As to anybody not wanting to close bathhouses: closing the bathhouses didn't stop AIDS, so it wasn't effective (or virtuous) to advocate for closing them nor was it evil (or wrong) to want them to stay open. Men who engaged in risky behavior just took that risky behavior to places where there was no opportunity for community, education or support.

And as for engaging in risky behavior in the first place: when a community is so de-humanized and made so desperate, it's no wonder that some within it lose track of common sense and even the instinct for self-preservation. Right or wrong, sexual liberation was an antidote to oppression for some. When that antidote was suddenly taken away and they were essentially punished all over again, some resisted changing their behavior. Not a surprise. And some men were just plain stupid. So?

Nothing was gained then by bashing all over again the people who were already victims of the dominant culture and nothing can be gained by bashing them now.

Posted by whatevernevermind | October 17, 2008 4:09 PM
17

16: Larry Kramer of course plays a big part in Sex Positive—part of what gave me the sharpest sense of Berkowitz's predicament was the fact that even Larry Kramer—who'd just devoted an entire novel to the question of gay men "fucking themselves to death"—denounced him for daring to broach the subject of promiscuity in relation to AIDS.
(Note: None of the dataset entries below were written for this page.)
// src/metrics/mod.rs
//
// Invoice / generation metrics: raw unit rows from one of the backend schema
// generations are mapped onto `RawUnitRecord`, then rolled up per client.

use serde::{Deserialize, Serialize};
use serde_json::Value;

pub mod aggregate;
pub mod normalize;
pub mod payload;
pub mod sources;

pub use aggregate::{aggregate, AggregateOptions, AggregateReport, UnidentifiedClients};

pub const UNIDENTIFIED_CLIENT_LABEL: &str = "Cliente não identificado";

#[derive(Debug, Clone, Copy, PartialEq, Eq, Serialize, Deserialize)]
pub enum UnitStatus {
    #[serde(rename = "ok")]
    Ok,
    #[serde(rename = "injetado_zerado")]
    Zeroed,
    #[serde(rename = "sem_dados")]
    NoData,
}

/// Where the injected-energy reading of a unit came from.
#[derive(Debug, Clone, PartialEq)]
pub enum InjectedReading {
    /// A column holding a number or a number-ish string.
    Scalar(Value),
    /// An extraction payload (object or JSON text) holding the reading.
    Payload(Value),
}

#[derive(Debug, Clone, PartialEq)]
pub struct RawUnitRecord {
    pub unit_id: String,
    pub client_document: Option<String>,
    pub client_name_from_record: Option<String>,
    pub client_name_from_registry: Option<String>,
    pub injected: InjectedReading,
    pub reference_month: Option<String>,
    pub projected_monthly_target: Option<f64>,
    pub plant_id: Option<String>,
    pub inverter_id: Option<String>,
}

#[derive(Debug, Clone, PartialEq, Serialize)]
pub struct UnitEntry {
    #[serde(rename = "uc")]
    pub unit_id: String,
    #[serde(rename = "injetado")]
    pub injected: Option<f64>,
    pub status: UnitStatus,
    #[serde(rename = "mes_referente")]
    pub reference_month: Option<String>,
    #[serde(rename = "Plant_ID")]
    pub plant_id: Option<String>,
    #[serde(rename = "INVERSOR")]
    pub inverter_id: Option<String>,
    #[serde(rename = "meta_mensal")]
    pub projected_monthly_target: Option<f64>,
}

#[derive(Debug, Clone, PartialEq, Serialize)]
pub struct ClientRollup {
    #[serde(rename = "cliente")]
    pub client_label: String,
    #[serde(rename = "chave")]
    pub group_key: String,
    #[serde(rename = "ucs")]
    pub units: Vec<UnitEntry>,
    #[serde(rename = "totalUCs")]
    pub total_units: usize,
    #[serde(rename = "totalInjetado")]
    pub total_injected: f64,
    #[serde(rename = "ucsComProblema")]
    pub problem_unit_count: usize,
    #[serde(rename = "porcentagemProblema")]
    pub problem_rate: f64,
}

#[derive(Debug, Clone, PartialEq, Serialize)]
pub struct GlobalMetrics {
    #[serde(rename = "totalClientes")]
    pub total_clients: usize,
    #[serde(rename = "totalUCs")]
    pub total_units: usize,
    #[serde(rename = "ucsInjetadoOk")]
    pub units_ok: usize,
    #[serde(rename = "ucsInjetadoZero")]
    pub units_zeroed: usize,
    #[serde(rename = "ucsSemDados", skip_serializing_if = "Option::is_none")]
    pub units_no_data: Option<usize>,
    #[serde(rename = "taxaProblema")]
    pub global_problem_rate: f64,
    #[serde(rename = "totalInjetado")]
    pub total_injected: f64,
}

/// Cross-check between the rolled-up total and a direct sum over the source
/// table. Only the two-table source can compute it.
#[derive(Debug, Clone, PartialEq, Serialize)]
pub struct Reconciliation {
    #[serde(rename = "totalFromFila")]
    pub total_from_source: f64,
    #[serde(rename = "totalsMatch")]
    pub totals_match: bool,
    #[serde(rename = "totalsDiff")]
    pub totals_diff: f64,
}

impl Reconciliation {
    pub fn new(aggregated_total: f64, total_from_source: f64) -> Self {
        Self {
            total_from_source,
            totals_match: (total_from_source - aggregated_total).abs() < 0.0001,
            totals_diff: aggregated_total - total_from_source,
        }
    }
}

/// Body of `GET /api/faturas/metrics`.
#[derive(Debug, Clone, PartialEq, Serialize)]
pub struct MetricsResponse {
    #[serde(rename = "clientesAgrupados")]
    pub grouped_clients: Vec<ClientRollup>,
    #[serde(rename = "metricas")]
    pub metrics: GlobalMetrics,
    pub total: usize,
    #[serde(rename = "conciliacao", skip_serializing_if = "Option::is_none")]
    pub reconciliation: Option<Reconciliation>,
}

impl From<AggregateReport> for MetricsResponse {
    fn from(report: AggregateReport) -> Self {
        Self {
            total: report.metrics.total_units,
            grouped_clients: report.rollups,
            metrics: report.metrics,
            reconciliation: None,
        }
    }
}

/// Percentage helper shared by the rollups: `0` when the divisor is empty.
pub fn percentage(part: usize, whole: usize) -> f64 {
    if whole == 0 {
        0.0
    } else {
        part as f64 / whole as f64 * 100.0
    }
}

#[cfg(test)]
mod tests {
    use super::*;
    use serde_json::json;

    fn record(uc: &str, name: &str, injected: Value) -> RawUnitRecord {
        RawUnitRecord {
            unit_id: uc.to_string(),
            client_document: None,
            client_name_from_record: Some(name.to_string()),
            client_name_from_registry: None,
            injected: InjectedReading::Scalar(injected),
            reference_month: None,
            projected_monthly_target: None,
            plant_id: None,
            inverter_id: None,
        }
    }

    #[test]
    fn response_uses_dashboard_keys() {
        let report = aggregate(
            vec![record("1", "Ana", json!(5)), record("2", "Ana", json!(0))],
            &AggregateOptions::default(),
        );
        let body = serde_json::to_value(MetricsResponse::from(report)).unwrap();
        let mut keys: Vec<&str> = body.as_object().unwrap().keys().map(String::as_str).collect();
        keys.sort_unstable();
        assert_eq!(keys, ["clientesAgrupados", "metricas", "total"]);
        assert_eq!(body["total"], 2);
        assert_eq!(body["clientesAgrupados"][0]["cliente"], "Ana");
        assert_eq!(body["clientesAgrupados"][0]["ucs"][1]["status"], "injetado_zerado");
        assert_eq!(body["metricas"]["ucsInjetadoZero"], 1);
    }

    #[test]
    fn reconciliation_is_serialized_when_present() {
        let report = aggregate(vec![record("1", "Ana", json!(5))], &AggregateOptions::default());
        let mut response = MetricsResponse::from(report);
        response.reconciliation = Some(Reconciliation::new(5.0, 7.5));

        let body = serde_json::to_value(&response).unwrap();
        assert_eq!(
            body["conciliacao"],
            json!({"totalFromFila": 7.5, "totalsMatch": false, "totalsDiff": -2.5})
        );
    }

    #[test]
    fn reconciliation_tolerates_rounding_noise() {
        let r = Reconciliation::new(0.1 + 0.2, 0.3);
        assert!(r.totals_match);
        assert!(r.totals_diff.abs() < 1e-9);

        let r = Reconciliation::new(10.0, 10.01);
        assert!(!r.totals_match);
    }

    #[test]
    fn percentage_of_nothing_is_zero() {
        assert_eq!(percentage(0, 0), 0.0);
        assert_eq!(percentage(1, 4), 25.0);
    }
}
Posted by David Schmader | October 17, 2008 4:22 PM
18

@16, you did not just defend risky sexual behavior as an outcropping of low self esteem...

gay people aren't children.

Posted by Bellevue Ave | October 17, 2008 4:24 PM
19

Everyone I know is looking forward to the Israeli film with Fanny Ardant in it.

Posted by Will in Seattle | October 17, 2008 5:35 PM
20

Tell you what, David Wright. You can keep 100% of your paycheck, but you get to pay for your own police, firefighters, roads, utilities, legal system, etc, etc. Deal?

Posted by Greg | October 18, 2008 10:46 AM
21

Hey David,
Adam from NWFF here, and I agree with your assessment. Not just because Richard happens to be my cousin... but because the film is actually a remarkable document of an era and Richards historic role in it.

Hope to see you there tomorrow.

-Adam

Posted by Adam | October 18, 2008 11:34 PM
22

Thanks for the post, David. The Seattle gay & lesbian film festival was one of the best I've been to, and the audience was the best. Its funny to read gripes from people who haven't seen the film, but if the audience reaction in Seattle was any measure, SEX POSITIVE will find its audience and you helped move that along.